In 1994, conscript Omar Carrasco, who was serving in the 161st Artillery Group of the Argentine Army, was forcibly disappeared. His body was found a month later in the barracks. When it was discovered and publicised that Carrasco had been a victim of torture, the institution was widely criticised and, in response, then President Carlos Menem put an end to compulsory military service in Argentina on 31 August 1994.

== Proposal for reactivation ==

=== In 2007 ===
In 2007, former provincial senator Alfredo Olmedo proposed the reactivation of compulsory military service, which he called "community military service". His project was aimed at recruiting young people who neither studied nor worked. The proposal was considered a step backwards for democracy and was criticised by the media and the community at large, although a minority showed interest in the return of the "colimba".

=== In 2019 ===
In 2019, the government of Mauricio Macri created the "Voluntary Civic Service in Values" under the decree resolution 2019-598-APN-MSG, which stated the need to educate people who did not work or study, in a voluntary civic service to train them in trades and new technologies, thus squaring a relaunch of the old service, with a different purpose but for the same reasons as the Riccheri Law.

== In popular culture ==
- 1963: Canuto Cañete, conscripto del 7; comedy film with Carlitos Balá.
- 1972: La colimba no es la guerra; comic film by director Jorge Mobaied about the Argentine military service.
- 1984: Los chicos de la guerra; dramatic film by director Bebe Kamin about the experiences of three conscript boys from different social groups who are sent to the Malvinas War and the consequences that each one suffers after the war.
- 1986: Los colimbas se divierten; first film of the comic trilogy by director Enrique Carreras set in the Argentine military service starring Alberto Olmedo and Jorge Porcel.
- 1986: Rambito y Rambón, primera misión; second film of the comic trilogy by director Enrique Carreras set in the Argentine military service starring Alberto Olmedo and Jorge Porcel.
- 1987: Los colimbas al ataque; third film of the comic trilogy by director Enrique Carreras set in the Argentine military service starring Alberto Olmedo and Jorge Porcel.
- 1997: La carta perdida; song by singer Soledad Pastorutti about a real letter written by a conscripted soldier in the Malvinas War to his mother.
- 1997: Bajo bandera; dramatic film directed by Juan José Jusid based on the Carrasco Case.
- 2005: Iluminados por el fuego; dramatic film by director Tristán Bauer which depicts a story of conscripts in the Malvinas War.

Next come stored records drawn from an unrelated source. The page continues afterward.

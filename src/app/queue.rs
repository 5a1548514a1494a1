//! Task list and status bookkeeping
//!
//! The task list is the single shared mutable resource of a batch run. It is
//! owned by the invoking command and mutated in place by the orchestrator
//! only, one transition at a time, so no locking is involved; the sequential
//! loop makes racing mutations impossible by construction.

use serde::Serialize;

use crate::app::models::{DeliveryMethod, DownloadTask, TaskStatus};
use crate::errors::{DownloadError, DownloadResult};

/// Counts per lifecycle state, for display and summaries
#[derive(Debug, Clone, Copy, Default, PartialEq, Eq, Serialize)]
pub struct TaskStats {
    pub total: usize,
    pub idle: usize,
    pub processing: usize,
    pub success: usize,
    pub error: usize,
}

/// Ordered collection of download tasks
///
/// Order is fixed at build time (ascending sort key); status fields are the
/// only thing that changes afterwards.
#[derive(Debug, Clone, Default, Serialize)]
pub struct TaskList {
    tasks: Vec<DownloadTask>,
}

impl TaskList {
    /// Wrap an already built, ordered task vector
    pub fn from_tasks(tasks: Vec<DownloadTask>) -> Self {
        Self { tasks }
    }

    pub fn len(&self) -> usize {
        self.tasks.len()
    }

    pub fn is_empty(&self) -> bool {
        self.tasks.is_empty()
    }

    /// Read access to the ordered tasks
    pub fn tasks(&self) -> &[DownloadTask] {
        &self.tasks
    }

    /// Truncate to the first `limit` tasks, keeping order
    pub fn truncate(&mut self, limit: usize) {
        self.tasks.truncate(limit);
    }

    /// Positions of every task that has not yet delivered, in list order.
    /// This is the subset a (re-)run of the orchestrator attempts.
    pub fn pending_positions(&self) -> Vec<usize> {
        self.tasks
            .iter()
            .enumerate()
            .filter(|(_, task)| !task.is_success())
            .map(|(position, _)| position)
            .collect()
    }

    /// Task at a list position
    pub fn get(&self, position: usize) -> Option<&DownloadTask> {
        self.tasks.get(position)
    }

    /// Mark a task as currently being retrieved
    pub fn mark_processing(&mut self, identifier: &str) -> DownloadResult<()> {
        let task = self.find_mut(identifier)?;
        task.status = TaskStatus::Processing;
        Ok(())
    }

    /// Mark a task as delivered, recording which strategy satisfied it
    pub fn mark_success(
        &mut self,
        identifier: &str,
        method: DeliveryMethod,
    ) -> DownloadResult<()> {
        let task = self.find_mut(identifier)?;
        task.status = TaskStatus::Success;
        task.method = Some(method);
        Ok(())
    }

    /// Mark a task as failed by an unexpected fault
    pub fn mark_error(&mut self, identifier: &str) -> DownloadResult<()> {
        let task = self.find_mut(identifier)?;
        task.status = TaskStatus::Error;
        task.method = None;
        Ok(())
    }

    /// Current counts per lifecycle state
    pub fn stats(&self) -> TaskStats {
        let mut stats = TaskStats {
            total: self.tasks.len(),
            ..TaskStats::default()
        };
        for task in &self.tasks {
            match task.status {
                TaskStatus::Idle => stats.idle += 1,
                TaskStatus::Processing => stats.processing += 1,
                TaskStatus::Success => stats.success += 1,
                TaskStatus::Error => stats.error += 1,
            }
        }
        stats
    }

    fn find_mut(&mut self, identifier: &str) -> DownloadResult<&mut DownloadTask> {
        self.tasks
            .iter_mut()
            .find(|task| task.identifier == identifier)
            .ok_or_else(|| DownloadError::TaskNotFound {
                identifier: identifier.to_string(),
            })
    }
}

#[cfg(test)]
mod tests {
    use super::*;
    use crate::app::models::SortKey;

    fn task(identifier: &str) -> DownloadTask {
        DownloadTask::new(
            identifier,
            format!("https://drive.google.com/file/d/{}/view", identifier),
            format!("File_{}", identifier),
            2,
            SortKey {
                primary: identifier.to_string(),
                secondary: SortKey::epoch(),
            },
        )
    }

    #[test]
    fn test_status_transitions() {
        let mut list = TaskList::from_tasks(vec![task("A"), task("B")]);

        list.mark_processing("A").unwrap();
        assert_eq!(list.get(0).unwrap().status, TaskStatus::Processing);

        list.mark_success("A", DeliveryMethod::Renamed).unwrap();
        let done = list.get(0).unwrap();
        assert_eq!(done.status, TaskStatus::Success);
        assert_eq!(done.method, Some(DeliveryMethod::Renamed));

        list.mark_processing("B").unwrap();
        list.mark_error("B").unwrap();
        let failed = list.get(1).unwrap();
        assert_eq!(failed.status, TaskStatus::Error);
        assert!(failed.method.is_none());
    }

    #[test]
    fn test_unknown_identifier_is_an_error() {
        let mut list = TaskList::from_tasks(vec![task("A")]);
        let err = list.mark_processing("missing").unwrap_err();
        match err {
            DownloadError::TaskNotFound { identifier } => assert_eq!(identifier, "missing"),
            other => panic!("Expected TaskNotFound, got {:?}", other),
        }
    }

    #[test]
    fn test_pending_positions_exclude_delivered_tasks() {
        let mut list = TaskList::from_tasks(vec![task("A"), task("B"), task("C")]);
        list.mark_success("B", DeliveryMethod::Fallback).unwrap();

        assert_eq!(list.pending_positions(), vec![0, 2]);
    }

    #[test]
    fn test_error_tasks_stay_pending_for_retry_passes() {
        let mut list = TaskList::from_tasks(vec![task("A")]);
        list.mark_error("A").unwrap();
        assert_eq!(list.pending_positions(), vec![0]);
    }

    #[test]
    fn test_stats_counts() {
        let mut list = TaskList::from_tasks(vec![task("A"), task("B"), task("C"), task("D")]);
        list.mark_success("A", DeliveryMethod::Renamed).unwrap();
        list.mark_error("B").unwrap();
        list.mark_processing("C").unwrap();

        let stats = list.stats();
        assert_eq!(stats.total, 4);
        assert_eq!(stats.success, 1);
        assert_eq!(stats.error, 1);
        assert_eq!(stats.processing, 1);
        assert_eq!(stats.idle, 1);
    }
}
//! Command-line interface for Drive Fetcher

pub mod args;
pub mod commands;
pub mod progress;

pub use args::{Cli, Commands, ExportArgs, GlobalArgs, ScanArgs};
pub use commands::{handle_export, handle_scan};
pub use progress::ProgressReporter;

The film won the Goya Award for best film and received harsh criticism from ex-combatants, who claimed that the film did not represent them, as it was largely based on the opinion of an ex-combatant who committed acts of cowardice in the war, putting the lives of his comrades at risk.
- 2017: Soldado argentino solo conocido por Dios; dramatic film by director Rodrigo Fernández Engler based on several stories, which tell the story of several conscripted soldiers in various scenarios of the Falklands War.

== Famous conscripts ==
Some famous conscripts included:

- Osvaldo Bayer, historian.
- Zeta Bosio, bassist of Soda Stereo.
- Gustavo Cerati, vocalist and guitarist of Soda Stereo.
- Jorge Cafrune, folklorist.
- Roberto De Vicenzo, golfer.
- Sergio Denis, musician.
- Osvaldo Escudero, footballer.
- Baby Etchecopar, journalist.
- Luis Franco, writer.
- Charly García, musician.
- Rodolfo García, musician.
- Diego Maradona, footballer.
- Quino, cartoonist.
- Agustín Tosco, trade unionist.
- Alejandro Dolina, broadcaster, writer and musician.